Personal information
- Date of birth: 18 June 2001 (age 25)
- Place of birth: Cannes, France
- Height: 1.78 m (5 ft 10 in)
- Position: Right-back

Team information
- Current team: Red Star
- Number: 20

Youth career
- 2007–2013: Andrézieux
- 2013–2020: Saint-Étienne

Senior career*
- Years: Team / Apps / (Gls)
- 2018–2020: Saint-Étienne B / 16 / (0)
- 2020–2022: Guingamp B / 22 / (0)
- 2022–2023: Niort B / 4 / (1)
- 2022–2024: Niort / 53 / (3)
- 2024–: Red Star / 62 / (1)

International career
- 2020: France U19 / 1 / (0)

= Dylan Durivaux =

French footballer (born 2001)

Dylan Durivaux (/fr/; born 18 June 2001) is a French professional footballer who plays as a right-back for club Red Star.

== Club career ==
Durivaux came through the academy of Saint-Étienne. He won the Coupe Gambardella with the club's under-19 side in 2019. After having played for the Saint-Étienne and Guingamp reserve sides, he signed for Ligue 2 club Niort on 19 July 2022 on a two-year contract.
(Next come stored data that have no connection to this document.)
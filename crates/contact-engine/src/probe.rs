use assembly_model::{AssemblyModel, ComponentHandle};
use interference_oracle::InterferenceOracle;

use crate::bodies::{solid_bodies_of, BodyExtraction};
use crate::transaction::{transacted_check, CheckOutcome};

/// Checkpoint label used for every body-pair transaction.
pub const CHECKPOINT_LABEL: &str = "Interference Check";

/// Detail string for pairs skipped without consulting the oracle.
pub const DETAIL_NO_SOLID_BODIES: &str = "one or both components have no solid bodies";

/// Detail string for pairs where no body pair touched.
pub const DETAIL_NO_INTERFERENCE: &str = "no interference detected";

/// Result of probing one component pair.
#[derive(Debug, Clone)]
pub struct PairProbe {
    /// True iff at least one body pair touched.
    pub touching: bool,
    /// Human-readable outcome summary.
    pub detail: String,
    /// Labels of every touching body pair, in check order.
    pub touching_bodies: Vec<(String, String)>,
    /// Recoverable degradations: unresolved components, faulted checks.
    pub warnings: Vec<String>,
}

/// Evaluate whether any solid body of `c1` touches any solid body of `c2`.
///
/// Runs the full cross product of body pairs without short-circuiting, so
/// the detail reflects the true touching count. A faulted oracle call
/// degrades that one body pair to not-touching and the loop continues.
pub fn probe_pair(
    model: &dyn AssemblyModel,
    oracle: &mut dyn InterferenceOracle,
    c1: ComponentHandle,
    c2: ComponentHandle,
) -> PairProbe {
    let mut warnings = Vec::new();
    let bodies1 = extract(model, c1, &mut warnings);
    let bodies2 = extract(model, c2, &mut warnings);

    if bodies1.is_empty() || bodies2.is_empty() {
        return PairProbe {
            touching: false,
            detail: DETAIL_NO_SOLID_BODIES.to_string(),
            touching_bodies: Vec::new(),
            warnings,
        };
    }

    let mut touching_bodies = Vec::new();
    for &b1 in &bodies1 {
        for &b2 in &bodies2 {
            match transacted_check(oracle, CHECKPOINT_LABEL, b1, b2) {
                CheckOutcome::Touching => {
                    touching_bodies.push((
                        model.body_name(b1).label().to_string(),
                        model.body_name(b2).label().to_string(),
                    ));
                }
                CheckOutcome::Clear => {}
                CheckOutcome::Failed(err) => {
                    warnings.push(format!(
                        "check skipped for {} vs {}: {}",
                        model.body_name(b1).label(),
                        model.body_name(b2).label(),
                        err,
                    ));
                }
            }
        }
    }

    let detail = if touching_bodies.is_empty() {
        DETAIL_NO_INTERFERENCE.to_string()
    } else {
        format!("found {} touching body pair(s)", touching_bodies.len())
    };

    PairProbe {
        touching: !touching_bodies.is_empty(),
        detail,
        touching_bodies,
        warnings,
    }
}

fn extract(
    model: &dyn AssemblyModel,
    component: ComponentHandle,
    warnings: &mut Vec<String>,
) -> Vec<assembly_model::BodyHandle> {
    match solid_bodies_of(model, component) {
        BodyExtraction::Solids(bodies) => bodies,
        BodyExtraction::Unresolved(reason) => {
            warnings.push(format!(
                "bodies of {} treated as empty: {}",
                model.component_name(component).label(),
                reason,
            ));
            Vec::new()
        }
    }
}
use serde::{Deserialize, Serialize};
use uuid::Uuid;

/// Where an entity's user-visible label comes from.
///
/// Assembly models may or may not carry an explicit display name for a
/// component or body. Rather than probing attributes at runtime, the model
/// reports which source it actually has and `label()` applies the fixed
/// resolution order: display name, then internal identifier, then a
/// canonical placeholder.
#[derive(Debug, Clone, PartialEq, Eq, Serialize, Deserialize)]
#[serde(tag = "type")]
pub enum NameSource {
    /// An explicit display name set in the assembly model.
    Display { name: String },
    /// Fallback to the entity's internal identifier.
    Identifier { id: String },
    /// No name of any kind is available.
    Anonymous,
}

impl NameSource {
    /// Build an identifier-sourced name from a session UUID.
    pub fn from_uuid(id: Uuid) -> Self {
        NameSource::Identifier { id: id.to_string() }
    }

    /// Resolve to the label used in progress lines and reports.
    pub fn label(&self) -> &str {
        match self {
            NameSource::Display { name } => name,
            NameSource::Identifier { id } => id,
            NameSource::Anonymous => "Unknown Component",
        }
    }
}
After the club suffered relegation to the Championnat National, Durivaux managed to establish himself as an important first team player in the 2023–24 season.

On 25 July 2024, Durivaux signed for newly-promoted Ligue 2 club Red Star.

== International career ==
Durivaux is a former under-19 international for France, appearing in a 3–1 friendly win over Portugal on 25 February 2020.